# EXERCISE DIRECTIONS:
Out of the listing below, copy every line that carries the string "struct".

# EXERCISE DATA:
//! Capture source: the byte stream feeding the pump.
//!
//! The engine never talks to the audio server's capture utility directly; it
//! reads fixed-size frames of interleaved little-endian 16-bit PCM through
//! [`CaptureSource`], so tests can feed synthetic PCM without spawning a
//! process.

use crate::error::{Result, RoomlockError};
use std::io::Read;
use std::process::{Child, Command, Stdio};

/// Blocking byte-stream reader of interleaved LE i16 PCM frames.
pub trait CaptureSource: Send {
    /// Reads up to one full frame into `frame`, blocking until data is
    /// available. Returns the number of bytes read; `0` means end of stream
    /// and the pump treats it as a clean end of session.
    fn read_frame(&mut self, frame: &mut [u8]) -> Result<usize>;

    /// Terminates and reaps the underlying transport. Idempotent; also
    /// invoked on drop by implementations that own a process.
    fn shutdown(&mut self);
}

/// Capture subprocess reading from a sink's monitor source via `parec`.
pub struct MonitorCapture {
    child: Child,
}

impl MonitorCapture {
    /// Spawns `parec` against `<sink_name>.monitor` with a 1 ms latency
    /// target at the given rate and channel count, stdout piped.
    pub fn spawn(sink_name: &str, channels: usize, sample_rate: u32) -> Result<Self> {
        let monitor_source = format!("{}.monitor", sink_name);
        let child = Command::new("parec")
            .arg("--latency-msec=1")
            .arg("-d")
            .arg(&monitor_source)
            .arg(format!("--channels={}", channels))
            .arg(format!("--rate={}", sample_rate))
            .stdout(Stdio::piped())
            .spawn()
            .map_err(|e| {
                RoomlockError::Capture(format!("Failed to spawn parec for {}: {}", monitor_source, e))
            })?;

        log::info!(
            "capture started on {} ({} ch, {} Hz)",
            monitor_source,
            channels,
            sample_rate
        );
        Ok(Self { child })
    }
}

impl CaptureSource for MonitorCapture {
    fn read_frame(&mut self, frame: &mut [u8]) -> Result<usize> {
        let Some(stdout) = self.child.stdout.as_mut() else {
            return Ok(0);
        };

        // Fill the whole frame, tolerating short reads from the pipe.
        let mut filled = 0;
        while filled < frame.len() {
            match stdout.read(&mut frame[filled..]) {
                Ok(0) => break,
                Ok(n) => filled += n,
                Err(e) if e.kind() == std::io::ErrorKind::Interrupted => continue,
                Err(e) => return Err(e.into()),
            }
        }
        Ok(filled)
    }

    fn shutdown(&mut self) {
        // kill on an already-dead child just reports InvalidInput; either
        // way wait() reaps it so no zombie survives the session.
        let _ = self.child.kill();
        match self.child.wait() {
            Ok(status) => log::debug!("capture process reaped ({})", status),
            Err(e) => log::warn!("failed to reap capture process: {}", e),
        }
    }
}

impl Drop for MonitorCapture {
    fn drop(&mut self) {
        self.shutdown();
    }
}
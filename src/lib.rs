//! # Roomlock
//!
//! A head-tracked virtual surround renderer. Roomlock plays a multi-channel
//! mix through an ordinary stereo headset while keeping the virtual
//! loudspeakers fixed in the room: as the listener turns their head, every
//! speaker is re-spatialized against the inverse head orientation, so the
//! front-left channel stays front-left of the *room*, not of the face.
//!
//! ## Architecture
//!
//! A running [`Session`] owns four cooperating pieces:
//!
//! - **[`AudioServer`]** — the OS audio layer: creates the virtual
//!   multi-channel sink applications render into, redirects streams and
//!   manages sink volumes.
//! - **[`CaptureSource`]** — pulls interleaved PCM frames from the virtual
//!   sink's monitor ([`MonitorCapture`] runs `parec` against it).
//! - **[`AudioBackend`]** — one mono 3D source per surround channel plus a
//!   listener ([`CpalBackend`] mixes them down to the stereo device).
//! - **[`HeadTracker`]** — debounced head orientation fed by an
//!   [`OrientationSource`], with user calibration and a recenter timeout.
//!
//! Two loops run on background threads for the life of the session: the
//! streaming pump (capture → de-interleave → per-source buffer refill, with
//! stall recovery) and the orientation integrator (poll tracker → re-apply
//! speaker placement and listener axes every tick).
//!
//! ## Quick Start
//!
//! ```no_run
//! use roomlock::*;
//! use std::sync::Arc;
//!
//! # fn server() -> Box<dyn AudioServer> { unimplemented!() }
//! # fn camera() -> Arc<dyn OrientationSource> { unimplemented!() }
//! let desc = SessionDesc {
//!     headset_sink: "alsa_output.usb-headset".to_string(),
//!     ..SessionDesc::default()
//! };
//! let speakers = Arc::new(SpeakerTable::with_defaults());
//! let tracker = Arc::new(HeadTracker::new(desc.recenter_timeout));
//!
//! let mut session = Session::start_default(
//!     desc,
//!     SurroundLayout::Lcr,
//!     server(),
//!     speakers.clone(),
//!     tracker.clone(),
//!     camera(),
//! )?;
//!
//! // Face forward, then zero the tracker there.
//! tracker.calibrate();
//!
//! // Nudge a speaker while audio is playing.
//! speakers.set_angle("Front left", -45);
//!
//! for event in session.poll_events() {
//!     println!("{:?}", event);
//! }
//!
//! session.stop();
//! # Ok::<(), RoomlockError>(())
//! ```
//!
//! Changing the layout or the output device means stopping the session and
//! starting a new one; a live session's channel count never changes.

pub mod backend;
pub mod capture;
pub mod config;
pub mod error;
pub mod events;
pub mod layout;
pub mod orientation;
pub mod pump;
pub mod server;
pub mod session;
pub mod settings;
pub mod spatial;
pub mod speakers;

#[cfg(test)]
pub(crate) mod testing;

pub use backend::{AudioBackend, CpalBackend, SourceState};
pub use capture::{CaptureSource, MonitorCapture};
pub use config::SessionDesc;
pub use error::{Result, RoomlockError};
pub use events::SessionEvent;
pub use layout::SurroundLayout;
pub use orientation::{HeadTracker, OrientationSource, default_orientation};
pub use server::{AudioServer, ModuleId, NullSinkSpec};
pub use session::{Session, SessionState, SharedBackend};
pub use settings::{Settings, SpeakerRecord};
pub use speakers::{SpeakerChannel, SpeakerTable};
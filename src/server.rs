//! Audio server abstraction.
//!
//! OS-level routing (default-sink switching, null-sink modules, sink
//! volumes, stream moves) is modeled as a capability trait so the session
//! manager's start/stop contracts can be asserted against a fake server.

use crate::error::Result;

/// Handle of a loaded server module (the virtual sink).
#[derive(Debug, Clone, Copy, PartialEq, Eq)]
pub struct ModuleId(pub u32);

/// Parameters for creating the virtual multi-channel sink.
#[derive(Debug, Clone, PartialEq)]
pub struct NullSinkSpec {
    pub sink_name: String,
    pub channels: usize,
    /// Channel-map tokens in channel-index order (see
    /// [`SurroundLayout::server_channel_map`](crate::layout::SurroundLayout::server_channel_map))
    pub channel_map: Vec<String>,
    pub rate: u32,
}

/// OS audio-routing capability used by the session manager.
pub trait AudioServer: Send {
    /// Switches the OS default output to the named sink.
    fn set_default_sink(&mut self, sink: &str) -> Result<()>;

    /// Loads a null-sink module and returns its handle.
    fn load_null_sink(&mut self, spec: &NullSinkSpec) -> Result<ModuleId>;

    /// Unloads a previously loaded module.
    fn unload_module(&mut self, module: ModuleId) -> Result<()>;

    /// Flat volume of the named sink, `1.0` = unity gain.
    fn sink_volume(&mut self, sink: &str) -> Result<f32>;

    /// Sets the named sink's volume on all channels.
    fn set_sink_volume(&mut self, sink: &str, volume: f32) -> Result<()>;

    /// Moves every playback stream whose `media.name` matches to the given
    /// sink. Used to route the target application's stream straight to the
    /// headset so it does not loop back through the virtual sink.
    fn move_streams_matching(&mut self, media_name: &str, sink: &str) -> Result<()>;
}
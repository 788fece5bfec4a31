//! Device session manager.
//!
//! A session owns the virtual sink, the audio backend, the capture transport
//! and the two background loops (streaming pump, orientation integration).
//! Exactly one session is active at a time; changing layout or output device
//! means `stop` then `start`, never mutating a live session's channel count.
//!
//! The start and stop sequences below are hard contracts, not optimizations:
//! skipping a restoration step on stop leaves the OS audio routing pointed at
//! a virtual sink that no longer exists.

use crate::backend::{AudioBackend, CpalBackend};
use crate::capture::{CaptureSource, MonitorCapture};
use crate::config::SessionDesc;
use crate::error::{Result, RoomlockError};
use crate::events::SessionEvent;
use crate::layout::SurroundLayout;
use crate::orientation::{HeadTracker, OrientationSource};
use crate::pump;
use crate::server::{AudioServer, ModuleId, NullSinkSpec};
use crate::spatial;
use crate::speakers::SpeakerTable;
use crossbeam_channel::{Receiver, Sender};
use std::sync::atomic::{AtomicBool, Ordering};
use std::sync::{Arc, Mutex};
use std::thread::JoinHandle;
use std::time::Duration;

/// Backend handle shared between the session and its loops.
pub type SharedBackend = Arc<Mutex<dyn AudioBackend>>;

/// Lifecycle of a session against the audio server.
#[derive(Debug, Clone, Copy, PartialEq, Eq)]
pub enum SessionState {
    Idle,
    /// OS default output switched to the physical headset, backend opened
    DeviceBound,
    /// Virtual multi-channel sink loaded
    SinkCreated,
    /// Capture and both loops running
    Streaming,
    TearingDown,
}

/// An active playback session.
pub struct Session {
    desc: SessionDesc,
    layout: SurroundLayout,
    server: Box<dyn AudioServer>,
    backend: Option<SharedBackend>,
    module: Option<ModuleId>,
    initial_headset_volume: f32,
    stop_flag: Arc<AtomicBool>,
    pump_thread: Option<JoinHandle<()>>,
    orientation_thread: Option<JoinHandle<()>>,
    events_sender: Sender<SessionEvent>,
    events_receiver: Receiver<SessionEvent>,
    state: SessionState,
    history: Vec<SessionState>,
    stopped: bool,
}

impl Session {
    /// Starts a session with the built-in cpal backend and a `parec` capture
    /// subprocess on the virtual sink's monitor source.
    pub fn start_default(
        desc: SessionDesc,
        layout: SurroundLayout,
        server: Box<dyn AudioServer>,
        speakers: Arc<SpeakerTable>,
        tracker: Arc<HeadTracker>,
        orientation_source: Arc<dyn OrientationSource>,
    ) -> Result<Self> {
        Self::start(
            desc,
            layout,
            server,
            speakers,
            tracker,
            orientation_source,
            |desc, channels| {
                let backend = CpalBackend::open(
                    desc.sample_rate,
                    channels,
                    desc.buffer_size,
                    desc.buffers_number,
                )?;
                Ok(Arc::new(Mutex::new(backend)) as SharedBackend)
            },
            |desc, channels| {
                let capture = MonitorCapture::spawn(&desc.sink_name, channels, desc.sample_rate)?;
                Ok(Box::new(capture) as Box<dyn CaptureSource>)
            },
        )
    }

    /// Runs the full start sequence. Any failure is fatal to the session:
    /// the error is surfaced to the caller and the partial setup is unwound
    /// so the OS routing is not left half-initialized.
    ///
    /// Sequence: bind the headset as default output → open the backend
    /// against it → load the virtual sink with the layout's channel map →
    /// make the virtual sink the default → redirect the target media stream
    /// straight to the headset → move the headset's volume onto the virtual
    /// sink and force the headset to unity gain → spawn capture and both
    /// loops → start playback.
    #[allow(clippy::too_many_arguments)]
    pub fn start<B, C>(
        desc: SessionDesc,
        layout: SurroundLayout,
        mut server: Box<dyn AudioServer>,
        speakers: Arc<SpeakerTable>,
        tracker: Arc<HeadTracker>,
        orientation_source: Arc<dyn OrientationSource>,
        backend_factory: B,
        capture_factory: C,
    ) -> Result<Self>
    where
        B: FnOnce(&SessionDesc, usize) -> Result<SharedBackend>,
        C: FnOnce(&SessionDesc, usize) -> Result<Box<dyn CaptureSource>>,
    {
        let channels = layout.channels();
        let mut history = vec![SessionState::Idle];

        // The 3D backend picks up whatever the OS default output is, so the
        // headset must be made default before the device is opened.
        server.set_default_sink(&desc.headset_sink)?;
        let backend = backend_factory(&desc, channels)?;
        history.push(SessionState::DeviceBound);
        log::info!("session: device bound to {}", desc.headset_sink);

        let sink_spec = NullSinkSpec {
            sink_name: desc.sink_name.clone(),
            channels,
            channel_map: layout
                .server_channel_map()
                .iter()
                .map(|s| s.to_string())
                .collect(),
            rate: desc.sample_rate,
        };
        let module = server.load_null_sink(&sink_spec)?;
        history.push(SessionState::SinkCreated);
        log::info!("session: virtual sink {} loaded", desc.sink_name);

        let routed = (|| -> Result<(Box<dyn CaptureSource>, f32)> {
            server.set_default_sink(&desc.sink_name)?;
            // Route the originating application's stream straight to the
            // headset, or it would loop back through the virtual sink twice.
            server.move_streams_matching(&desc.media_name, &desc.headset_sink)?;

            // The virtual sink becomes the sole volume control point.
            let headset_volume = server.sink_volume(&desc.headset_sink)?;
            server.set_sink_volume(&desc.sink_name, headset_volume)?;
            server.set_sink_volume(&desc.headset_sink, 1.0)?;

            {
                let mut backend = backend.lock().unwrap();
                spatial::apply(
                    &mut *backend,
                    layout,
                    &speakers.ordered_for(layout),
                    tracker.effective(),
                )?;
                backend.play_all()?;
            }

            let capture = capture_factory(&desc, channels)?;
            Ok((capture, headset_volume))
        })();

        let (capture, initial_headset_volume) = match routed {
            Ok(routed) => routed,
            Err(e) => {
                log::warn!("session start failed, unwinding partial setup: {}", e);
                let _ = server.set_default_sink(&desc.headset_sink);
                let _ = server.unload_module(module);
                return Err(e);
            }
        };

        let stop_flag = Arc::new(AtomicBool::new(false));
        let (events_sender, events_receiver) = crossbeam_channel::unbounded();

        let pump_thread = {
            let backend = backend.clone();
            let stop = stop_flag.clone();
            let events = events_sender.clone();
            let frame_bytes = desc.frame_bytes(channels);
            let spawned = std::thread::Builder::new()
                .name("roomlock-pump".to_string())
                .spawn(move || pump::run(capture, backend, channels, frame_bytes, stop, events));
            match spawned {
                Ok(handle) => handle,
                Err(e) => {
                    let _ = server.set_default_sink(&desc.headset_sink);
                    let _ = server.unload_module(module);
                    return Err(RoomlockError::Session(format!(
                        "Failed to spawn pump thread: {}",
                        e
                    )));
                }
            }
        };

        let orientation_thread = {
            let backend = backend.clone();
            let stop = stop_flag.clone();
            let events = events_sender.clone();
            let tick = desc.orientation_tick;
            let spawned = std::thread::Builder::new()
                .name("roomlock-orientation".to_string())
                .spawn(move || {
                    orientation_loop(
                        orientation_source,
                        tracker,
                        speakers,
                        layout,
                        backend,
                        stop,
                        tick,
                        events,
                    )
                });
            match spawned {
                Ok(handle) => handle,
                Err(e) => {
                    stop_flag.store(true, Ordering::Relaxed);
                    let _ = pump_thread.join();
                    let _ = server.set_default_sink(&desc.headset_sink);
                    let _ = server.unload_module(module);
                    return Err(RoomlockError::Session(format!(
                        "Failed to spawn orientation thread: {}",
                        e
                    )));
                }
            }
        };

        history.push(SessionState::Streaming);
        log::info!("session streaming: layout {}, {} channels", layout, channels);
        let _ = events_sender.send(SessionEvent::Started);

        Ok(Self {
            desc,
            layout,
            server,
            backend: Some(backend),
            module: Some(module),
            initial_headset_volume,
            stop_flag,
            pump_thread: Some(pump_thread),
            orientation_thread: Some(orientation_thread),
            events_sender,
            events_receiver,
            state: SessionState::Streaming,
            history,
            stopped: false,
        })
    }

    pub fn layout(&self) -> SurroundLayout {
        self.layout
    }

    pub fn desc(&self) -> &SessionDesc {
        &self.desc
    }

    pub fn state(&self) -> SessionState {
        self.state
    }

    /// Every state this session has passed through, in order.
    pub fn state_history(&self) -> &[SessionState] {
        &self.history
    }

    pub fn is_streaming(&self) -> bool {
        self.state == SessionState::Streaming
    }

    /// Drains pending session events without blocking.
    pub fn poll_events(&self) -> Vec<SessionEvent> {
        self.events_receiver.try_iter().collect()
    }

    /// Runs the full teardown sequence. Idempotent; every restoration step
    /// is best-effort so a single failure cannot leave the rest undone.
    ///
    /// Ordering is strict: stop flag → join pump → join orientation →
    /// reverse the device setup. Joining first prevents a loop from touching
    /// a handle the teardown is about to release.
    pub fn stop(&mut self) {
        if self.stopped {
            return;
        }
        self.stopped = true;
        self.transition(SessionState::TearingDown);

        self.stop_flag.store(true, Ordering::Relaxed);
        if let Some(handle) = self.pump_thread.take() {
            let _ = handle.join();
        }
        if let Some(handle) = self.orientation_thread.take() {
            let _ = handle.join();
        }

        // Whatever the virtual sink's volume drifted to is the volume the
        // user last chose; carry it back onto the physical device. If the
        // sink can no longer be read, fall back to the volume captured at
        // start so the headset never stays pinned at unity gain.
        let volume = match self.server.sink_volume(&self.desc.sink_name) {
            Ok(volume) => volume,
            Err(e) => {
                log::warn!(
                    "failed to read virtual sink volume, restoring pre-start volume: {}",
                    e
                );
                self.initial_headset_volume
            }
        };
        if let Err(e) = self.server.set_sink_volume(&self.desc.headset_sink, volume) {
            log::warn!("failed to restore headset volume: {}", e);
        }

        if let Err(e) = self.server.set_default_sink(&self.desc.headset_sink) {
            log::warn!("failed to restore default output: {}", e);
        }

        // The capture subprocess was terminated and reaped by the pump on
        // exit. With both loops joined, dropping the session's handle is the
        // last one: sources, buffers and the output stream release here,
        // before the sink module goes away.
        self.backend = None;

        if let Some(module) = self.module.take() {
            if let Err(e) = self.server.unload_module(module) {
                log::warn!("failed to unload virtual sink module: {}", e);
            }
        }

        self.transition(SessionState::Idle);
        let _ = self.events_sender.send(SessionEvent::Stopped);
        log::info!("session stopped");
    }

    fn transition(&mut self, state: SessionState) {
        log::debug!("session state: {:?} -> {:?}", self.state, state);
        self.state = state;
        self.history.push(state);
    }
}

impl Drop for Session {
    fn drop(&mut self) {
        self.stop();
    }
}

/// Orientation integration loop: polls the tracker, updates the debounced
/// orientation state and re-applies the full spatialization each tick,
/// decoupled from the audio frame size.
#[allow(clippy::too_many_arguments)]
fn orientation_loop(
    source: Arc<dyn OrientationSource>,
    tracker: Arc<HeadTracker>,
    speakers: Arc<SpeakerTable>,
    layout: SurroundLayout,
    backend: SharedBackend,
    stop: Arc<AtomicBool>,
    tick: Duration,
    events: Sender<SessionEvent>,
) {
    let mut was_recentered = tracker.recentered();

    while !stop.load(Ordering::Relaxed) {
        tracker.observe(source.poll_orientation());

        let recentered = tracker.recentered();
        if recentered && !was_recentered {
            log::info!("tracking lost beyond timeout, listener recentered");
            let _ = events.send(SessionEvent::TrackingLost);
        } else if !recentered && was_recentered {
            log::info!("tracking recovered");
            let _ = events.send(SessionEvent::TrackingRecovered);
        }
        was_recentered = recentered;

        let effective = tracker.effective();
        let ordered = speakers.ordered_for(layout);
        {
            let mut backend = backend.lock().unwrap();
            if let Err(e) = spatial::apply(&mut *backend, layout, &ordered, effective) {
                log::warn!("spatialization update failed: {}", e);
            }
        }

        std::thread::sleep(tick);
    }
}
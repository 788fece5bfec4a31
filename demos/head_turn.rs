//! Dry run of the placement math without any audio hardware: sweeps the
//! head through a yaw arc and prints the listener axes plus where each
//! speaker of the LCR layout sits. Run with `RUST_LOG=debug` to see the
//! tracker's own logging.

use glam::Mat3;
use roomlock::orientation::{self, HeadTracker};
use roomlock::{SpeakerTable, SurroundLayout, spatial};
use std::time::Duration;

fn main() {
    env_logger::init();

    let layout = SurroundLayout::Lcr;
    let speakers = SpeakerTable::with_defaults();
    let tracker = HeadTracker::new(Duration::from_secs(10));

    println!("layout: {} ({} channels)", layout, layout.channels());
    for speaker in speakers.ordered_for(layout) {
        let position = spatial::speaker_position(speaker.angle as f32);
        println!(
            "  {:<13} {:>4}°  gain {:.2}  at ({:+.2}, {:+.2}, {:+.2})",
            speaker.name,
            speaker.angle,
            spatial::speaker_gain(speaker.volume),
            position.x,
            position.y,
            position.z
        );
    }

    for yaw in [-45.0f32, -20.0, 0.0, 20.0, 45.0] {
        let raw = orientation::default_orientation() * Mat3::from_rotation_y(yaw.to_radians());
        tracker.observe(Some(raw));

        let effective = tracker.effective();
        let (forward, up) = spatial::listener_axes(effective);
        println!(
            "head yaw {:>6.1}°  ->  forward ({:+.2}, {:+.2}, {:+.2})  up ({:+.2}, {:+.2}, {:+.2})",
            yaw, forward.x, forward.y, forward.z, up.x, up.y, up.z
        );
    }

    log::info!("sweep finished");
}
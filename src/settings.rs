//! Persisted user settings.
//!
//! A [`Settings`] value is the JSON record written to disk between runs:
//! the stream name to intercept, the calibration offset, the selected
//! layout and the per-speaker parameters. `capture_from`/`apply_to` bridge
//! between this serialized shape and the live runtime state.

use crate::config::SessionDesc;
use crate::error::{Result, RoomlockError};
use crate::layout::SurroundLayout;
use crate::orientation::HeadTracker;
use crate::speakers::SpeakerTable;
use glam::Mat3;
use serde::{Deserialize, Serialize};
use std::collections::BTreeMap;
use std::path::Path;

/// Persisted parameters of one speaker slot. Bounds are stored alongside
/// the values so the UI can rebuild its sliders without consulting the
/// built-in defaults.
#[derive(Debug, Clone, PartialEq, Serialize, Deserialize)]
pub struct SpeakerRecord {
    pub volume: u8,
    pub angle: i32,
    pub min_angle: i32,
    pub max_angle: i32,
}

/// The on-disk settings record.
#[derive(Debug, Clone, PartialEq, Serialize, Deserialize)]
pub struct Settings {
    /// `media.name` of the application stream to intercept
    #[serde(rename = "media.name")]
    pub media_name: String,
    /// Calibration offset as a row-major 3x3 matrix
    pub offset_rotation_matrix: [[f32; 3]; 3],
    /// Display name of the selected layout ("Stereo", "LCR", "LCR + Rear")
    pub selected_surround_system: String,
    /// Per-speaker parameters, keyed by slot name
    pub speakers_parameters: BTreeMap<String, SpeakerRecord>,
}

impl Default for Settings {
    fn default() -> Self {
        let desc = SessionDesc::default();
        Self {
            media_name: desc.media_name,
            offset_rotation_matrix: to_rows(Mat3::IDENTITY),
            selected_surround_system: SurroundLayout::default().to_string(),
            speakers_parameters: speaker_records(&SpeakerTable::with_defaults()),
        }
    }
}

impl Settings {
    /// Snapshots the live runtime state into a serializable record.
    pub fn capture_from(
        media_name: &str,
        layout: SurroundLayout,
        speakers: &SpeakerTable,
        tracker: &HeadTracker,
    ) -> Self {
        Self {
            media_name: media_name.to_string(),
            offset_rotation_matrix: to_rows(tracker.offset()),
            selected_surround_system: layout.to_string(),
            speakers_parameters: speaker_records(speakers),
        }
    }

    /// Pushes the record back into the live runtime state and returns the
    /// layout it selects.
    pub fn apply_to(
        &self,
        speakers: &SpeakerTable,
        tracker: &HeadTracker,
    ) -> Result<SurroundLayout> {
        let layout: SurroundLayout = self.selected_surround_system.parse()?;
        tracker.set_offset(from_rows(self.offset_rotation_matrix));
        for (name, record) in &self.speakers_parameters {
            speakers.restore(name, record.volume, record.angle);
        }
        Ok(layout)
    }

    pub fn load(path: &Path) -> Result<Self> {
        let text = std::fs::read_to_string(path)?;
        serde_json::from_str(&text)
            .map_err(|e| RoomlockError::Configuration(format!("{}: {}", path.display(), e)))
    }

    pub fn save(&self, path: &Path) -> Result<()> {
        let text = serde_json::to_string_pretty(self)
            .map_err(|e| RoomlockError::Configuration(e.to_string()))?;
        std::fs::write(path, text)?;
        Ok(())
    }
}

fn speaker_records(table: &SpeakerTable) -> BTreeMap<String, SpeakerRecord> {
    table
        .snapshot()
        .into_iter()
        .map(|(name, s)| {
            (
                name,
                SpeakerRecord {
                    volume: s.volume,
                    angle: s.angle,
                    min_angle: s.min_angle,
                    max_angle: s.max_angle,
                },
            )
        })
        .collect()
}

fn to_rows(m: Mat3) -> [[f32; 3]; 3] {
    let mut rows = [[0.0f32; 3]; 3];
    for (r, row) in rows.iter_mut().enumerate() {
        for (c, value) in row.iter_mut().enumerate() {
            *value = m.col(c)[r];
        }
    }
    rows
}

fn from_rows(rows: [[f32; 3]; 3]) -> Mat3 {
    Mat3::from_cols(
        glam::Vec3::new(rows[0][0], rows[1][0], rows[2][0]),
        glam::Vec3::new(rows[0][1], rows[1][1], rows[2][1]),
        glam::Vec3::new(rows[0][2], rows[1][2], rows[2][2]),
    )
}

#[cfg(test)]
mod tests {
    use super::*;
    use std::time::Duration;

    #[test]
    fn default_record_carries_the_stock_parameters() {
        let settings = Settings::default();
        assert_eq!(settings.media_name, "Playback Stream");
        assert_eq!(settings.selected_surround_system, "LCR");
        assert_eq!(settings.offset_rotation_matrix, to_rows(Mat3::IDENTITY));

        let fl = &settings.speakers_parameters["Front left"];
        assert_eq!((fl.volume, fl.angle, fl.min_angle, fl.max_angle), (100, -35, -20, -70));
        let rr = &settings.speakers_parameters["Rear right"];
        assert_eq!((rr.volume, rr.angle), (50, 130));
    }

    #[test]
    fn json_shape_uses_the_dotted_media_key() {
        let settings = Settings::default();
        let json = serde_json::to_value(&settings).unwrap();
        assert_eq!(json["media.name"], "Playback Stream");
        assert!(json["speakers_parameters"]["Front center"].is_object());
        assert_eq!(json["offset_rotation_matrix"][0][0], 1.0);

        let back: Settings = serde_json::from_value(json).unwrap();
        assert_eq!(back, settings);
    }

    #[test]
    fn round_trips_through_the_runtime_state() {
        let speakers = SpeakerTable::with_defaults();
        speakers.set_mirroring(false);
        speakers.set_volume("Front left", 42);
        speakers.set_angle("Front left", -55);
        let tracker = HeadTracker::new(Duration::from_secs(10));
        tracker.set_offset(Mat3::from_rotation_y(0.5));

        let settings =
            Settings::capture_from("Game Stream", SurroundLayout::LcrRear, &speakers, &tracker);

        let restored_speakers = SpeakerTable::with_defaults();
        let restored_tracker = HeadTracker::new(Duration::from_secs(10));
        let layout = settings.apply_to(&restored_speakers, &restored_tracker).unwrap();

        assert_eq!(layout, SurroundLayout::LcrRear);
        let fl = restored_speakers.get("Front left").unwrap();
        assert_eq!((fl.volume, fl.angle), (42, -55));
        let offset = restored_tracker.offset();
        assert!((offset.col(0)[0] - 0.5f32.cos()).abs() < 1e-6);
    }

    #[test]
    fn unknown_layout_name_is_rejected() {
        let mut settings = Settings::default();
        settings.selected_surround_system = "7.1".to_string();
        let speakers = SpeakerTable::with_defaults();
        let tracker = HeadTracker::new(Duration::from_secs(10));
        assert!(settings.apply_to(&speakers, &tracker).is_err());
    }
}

# RESPONSE FOR THIS EXERCISE:
pub struct MonitorCapture {
pub struct ModuleId(pub u32);
pub struct NullSinkSpec {
pub struct Session {
pub struct SpeakerRecord {
pub struct Settings {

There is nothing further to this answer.